Here is an example of some code that works for this:
@globalActor public actor LightActor: GlobalActor {
public static let shared = LightActor()
}
@LightActor class Light {
func turnOn() async {}
}
@LightActor class LightingManager {
var lights = [Light(), Light()]
func turnLightsOn() async {
await withEachLight() { light in
await light.turnOn()
}
}
private func withEachLight(block: @LightActor (Light) async -> Void) async {
for light in lights {
await block(light)
}
}
}
However in this code each light will be turned on sequentially one after the other. I would like the same code to turnOn()
in parallel across many lights. (I understand that the actor isolation means the code won't run in parallel but the slow network requests should.)
I want the same basic semantics as the code above still, so not sending anything off the actor but just moving the loop to not block waiting on each lights activity. So I moved the loop into a task group, this allows me to run tasks (on the same actor) for each light.
@globalActor public actor LightActor: GlobalActor {
public static let shared = LightActor()
}
@LightActor class Light {
func turnOn() async {}
}
@LightActor class LightingManager {
var lights = [Light(), Light()]
func turnLightsOn() async {
await withEachLight() { light in
await light.turnOn()
}
}
private func withEachLight(block: @LightActor @escaping (Light) async -> Void) async {
await withTaskGroup(of: Void.self) { group in
for light in lights {
group.addTask {
await block(light)
}
await group.waitForAll()
}
}
}
}
All good, this compiles and runs as expected.
But now, a new requirement, I have different types of lights so I want to introduce a protocol to abstract that away:
@globalActor public actor LightActor: GlobalActor {
public static let shared = LightActor()
}
@LightActor protocol Light {
func turnOn() async
}
@LightActor class Bulb: Light {
func turnOn() async {}
}
@LightActor class LED: Light {
func turnOn() async {}
}
@LightActor class LightingManager {
var lights: [any Light] = [Bulb(), LED()]

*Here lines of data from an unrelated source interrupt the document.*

//! Merges extractor outputs into the fixed record schemas.

use std::collections::BTreeMap;

use crate::models::config::ReferenceData;
use crate::models::record::{
    BillRecord, BuyerDetails, FinancialSummary, InvoiceInformation, InvoiceRecord, SellerDetails,
};

use super::fields::ExtractorOutputs;
use super::rules::{state_from_gstin, trim_reference};

/// Builds records from [`ExtractorOutputs`], applying reference-data corrections.
pub struct RecordAssembler {
    state_codes: BTreeMap<String, String>,
    corrections: BTreeMap<String, String>,
    default_currency: String,
}

impl RecordAssembler {
    pub fn new(reference: &ReferenceData, default_currency: impl Into<String>) -> Self {
        Self {
            state_codes: reference.state_codes.clone(),
            corrections: reference.corrections.clone(),
            default_currency: default_currency.into(),
        }
    }

    /// Build the tax-invoice record. Tax is split evenly into CGST and SGST.
    pub fn assemble(&self, outputs: &ExtractorOutputs) -> InvoiceRecord {
        let amounts = &outputs.amounts;

        let seller_state = self
            .correct_opt(outputs.seller_state.as_deref())
            .or_else(|| self.state_for(outputs.seller_gstin.as_deref()));
        let buyer_state = self
            .correct_opt(outputs.buyer_state.as_deref())
            .or_else(|| self.state_for(outputs.buyer_gstin.as_deref()));

        InvoiceRecord {
            invoice_information: InvoiceInformation {
                invoice_type: outputs.invoice_type.clone(),
                invoice_number: reference_number(outputs.bill_number.as_deref()),
                invoice_date: outputs.date,
            },
            seller_details: SellerDetails {
                seller_name: self.correct_opt(outputs.shop_name.as_deref()),
                seller_state,
                seller_gstin: outputs.seller_gstin.clone(),
            },
            buyer_details: BuyerDetails {
                buyer_name: self.correct_opt(outputs.buyer_name.as_deref()),
                buyer_state,
                buyer_gstin: outputs.buyer_gstin.clone(),
            },
            financial_summary: FinancialSummary {
                taxable_amount: amounts.taxable_amount,
                cgst_amount: amounts.tax_amount,
                sgst_amount: amounts.tax_amount,
                total_tax: amounts.total_tax,
                final_payable_amount: amounts.final_amount,
                currency: self.currency(outputs),
                total_quantity: outputs.total_quantity,
            },
        }
    }

    /// Build the simple bill record.
    pub fn assemble_bill(&self, outputs: &ExtractorOutputs) -> BillRecord {
        BillRecord {
            shop_name: self.correct_opt(outputs.shop_name.as_deref()),
            bill_number: reference_number(outputs.bill_number.as_deref()),
            items: outputs.items.clone(),
            total_amount: outputs.total,
            currency: self.currency(outputs),
        }
    }

    /// Apply every configured misspelling correction by plain substitution.
    pub fn correct(&self, text: &str) -> String {
        self.corrections
            .iter()
            .fold(text.to_string(), |acc, (wrong, right)| acc.replace(wrong.as_str(), right))
    }

    fn correct_opt(&self, text: Option<&str>) -> Option<String> {
        text.map(|t| self.correct(t))
    }

    fn state_for(&self, gstin: Option<&str>) -> Option<String> {
        gstin.and_then(|g| state_from_gstin(g, &self.state_codes))
    }

    // A detected marker wins; the default is only claimed when there is money to label.
    fn currency(&self, outputs: &ExtractorOutputs) -> Option<String> {
        outputs.currency.clone().or_else(|| {
            has_monetary_value(outputs).then(|| self.default_currency.clone())
        })
    }
}

impl Default for RecordAssembler {
    fn default() -> Self {
        Self::new(&ReferenceData::default(), "INR")
    }
}

fn has_monetary_value(outputs: &ExtractorOutputs) -> bool {
    outputs.amounts.final_amount.is_some() || outputs.total.is_some() || !outputs.items.is_empty()
}

fn reference_number(raw: Option<&str>) -> Option<String> {
    raw.map(trim_reference).filter(|r| !r.is_empty())
}

/// Assemble an invoice with default reference data.
pub fn assemble(outputs: &ExtractorOutputs) -> InvoiceRecord {
    RecordAssembler::default().assemble(outputs)
}

/// Assemble a bill with default reference data.
pub fn assemble_bill(outputs: &ExtractorOutputs) -> BillRecord {
    RecordAssembler::default().assemble_bill(outputs)
}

func turnLightsOn() async {
await withEachLight() { light in
await light.turnOn()
}
}
private func withEachLight(block: @LightActor @escaping (any Light) async -> Void) async {
await withTaskGroup(of: Void.self) { group in
for light in lights {
group.addTask {
await block(light)
}
await group.waitForAll()
}
}
}
}
At this point I get the error:
error: global actor 'LightActor'-isolated value of type '() async -> Void' passed as a strongly transferred parameter; later accesses could race
Is it somehow functionally different that I switched to a protocol here? If not then how do I prove to the compiler that it's safe? If it is different then what other options do I have for structuring this code to get my desired results?